When I read Max Brooks’ magnificent book World War Z, I knew there were plans for a film, and I knew they wouldn’t work.
As I described in my review of it, World War Z is a fictional account of interviews conducted by a UN official with survivors of a great zombie war that decimated humanity. Undertaken ten years after the war was more or less won, the book combined gripping war stories with close-to-the-bone political observations that made the events chillingly compelling.
When I heard it was going to be made a film, I knew that the dozens of compelling stand-alone stories would never transfer to the big screen and would be better off as a mega-series. Thankfully, though, the film seemed to take a different direction, taking only the broad idea of the book and changing the plot entirely. So while it almost certainly wouldn’t be anywhere near the book, it would be essentially a different story and therefore worth assessing on its own merits.
The first thing to say is that there are a huge number of distractingly obvious differences from the book, the biggest perhaps being the fact that the film is told in the “present day” as the zombie plague grows, rather than a retrospective view years later as with the book. As such, our hero, Gerry Lane, is not effectively taking on the role of a journalist, collating stories from around the globe, but some unspecified UN expert jetting around the world from crisis to crisis as the plague grows and humanity falls. Also, of course, there are significantly fewer scenes than the book, the film taking us from the USA to South Korea to Israel and then, randomly, Wales. There are slight echoes of events from the book at each stage, though the gaps between the book and film are frustrating.
The spectacular nature of the film makes it enjoyable, though. You can almost ignore the wooden dialogue and unfeasible (beyond the whole zombie thing, I mean) plot, because it looks stunning. The special effects as hoards of zombies over-run cities are chilling and breathtaking, and it’s fun to see the glimpses of Glasgow in amongst the CGI representation of Philadelphia.

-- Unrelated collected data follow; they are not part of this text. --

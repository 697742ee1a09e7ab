use crate::chart::ChartBuilder;
use crate::config::Config;
use crate::figure::{Figure, Graph};
use crate::marks::generate_marks;
use crate::types::Dataset;
use anyhow::{Context, Result, bail};
use serde::Serialize;
use std::{
    fs::File,
    io::{self, BufWriter, Write},
    path::Path,
};

pub struct Manager {
    builder: ChartBuilder,
}

impl Manager {
    pub fn new<P: AsRef<Path>>(config_file: Option<P>) -> Result<Self> {
        let cfg = match config_file {
            Some(file) => Config::from_file(file).context("failed to construct cfg")?,
            None => Config::default(),
        };
        log::info!("{cfg:#?}");

        Ok(Self {
            builder: ChartBuilder::new(&cfg),
        })
    }

    pub fn render_band(
        &self,
        input: &Path,
        title: &str,
        graph_id: Option<String>,
        output: Option<&Path>,
    ) -> Result<()> {
        let dataset = Dataset::from_file(input).context("failed to load dataset")?;
        if dataset.groups.is_empty() {
            bail!("dataset {input:?} has no groups");
        }
        log::info!("loaded {} groups from {input:?}", dataset.groups.len());

        let figure = self
            .builder
            .band_figure(title, &dataset.groups)
            .context("failed to build band figure")?;

        write_figure(figure, graph_id, output)
    }

    pub fn render_line(
        &self,
        input: &Path,
        title: &str,
        graph_id: Option<String>,
        output: Option<&Path>,
    ) -> Result<()> {
        let dataset = Dataset::from_file(input).context("failed to load dataset")?;
        if dataset.series.is_empty() {
            bail!("dataset {input:?} has no series");
        }
        log::info!("loaded {} series from {input:?}", dataset.series.len());

        let figure = self.builder.line_figure(title, &dataset.series);

        write_figure(figure, graph_id, output)
    }

    pub fn render_marks(&self, min: f64, max: f64, step: f64, output: Option<&Path>) -> Result<()> {
        let marks = generate_marks(min, max, step).context("failed to generate marks")?;
        log::info!("generated {} marks", marks.0.len());

        write_json(&marks, output)
    }
}

fn write_figure(figure: Figure, graph_id: Option<String>, output: Option<&Path>) -> Result<()> {
    match graph_id {
        Some(id) => write_json(&Graph { id, figure }, output),
        None => write_json(&figure, output),
    }
}

fn write_json<T: Serialize>(value: &T, output: Option<&Path>) -> Result<()> {
    match output {
        Some(file) => {
            let writer = File::create(file).with_context(|| format!("failed to create {file:?}"))?;
            let mut writer = BufWriter::new(writer);
            serde_json::to_writer_pretty(&mut writer, value).context("failed to serialize output")?;
            writer.flush().context("failed to flush writer stream")?;
            log::info!("wrote {file:?}");
        }
        None => {
            let mut writer = io::stdout().lock();
            serde_json::to_writer_pretty(&mut writer, value).context("failed to serialize output")?;
            writeln!(writer).context("failed to write output")?;
        }
    }
    Ok(())
}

And Malta does a great job standing in for Israel, though the story takes an uncomfortable turn as Lane’s contact in Jerusalem sets the city’s (so far) successful defence against the tide, in the context of Israel’s battles for survival against its enemies. The racism is most sickening when the eventual breach of the city’s defences comes through the clear fault of Palestinians, a so unsubtle brick of a plot development that it is stunning they got away with it.
The ending is rather unsatisfying, too, and not just because it is totally contrary to the book. In the book, the cause of the zombie plague is never totally explained and doesn’t really matter – because it is how humans, communities and governments react to the crisis that is most interesting. So the film rather destroys this angle by providing a bit of a get-out clause, a rather unlikely weakness in the zombies that allows the tide to be turned and the film to conclude with hints to a more optimistic sequel. With the zombies’ achilles’ heel found, the whole point and success of the book is undermined.
Of course, we need to view this as separate from the book, and on its own merits it more or less stands up as a half-decent action film, even with the jaw-droppingly blatant racism. But with the huge budget and big names, the film could have been much, much more.
I’m sure it’s not too late for some clever director to start thinking of the mega-series.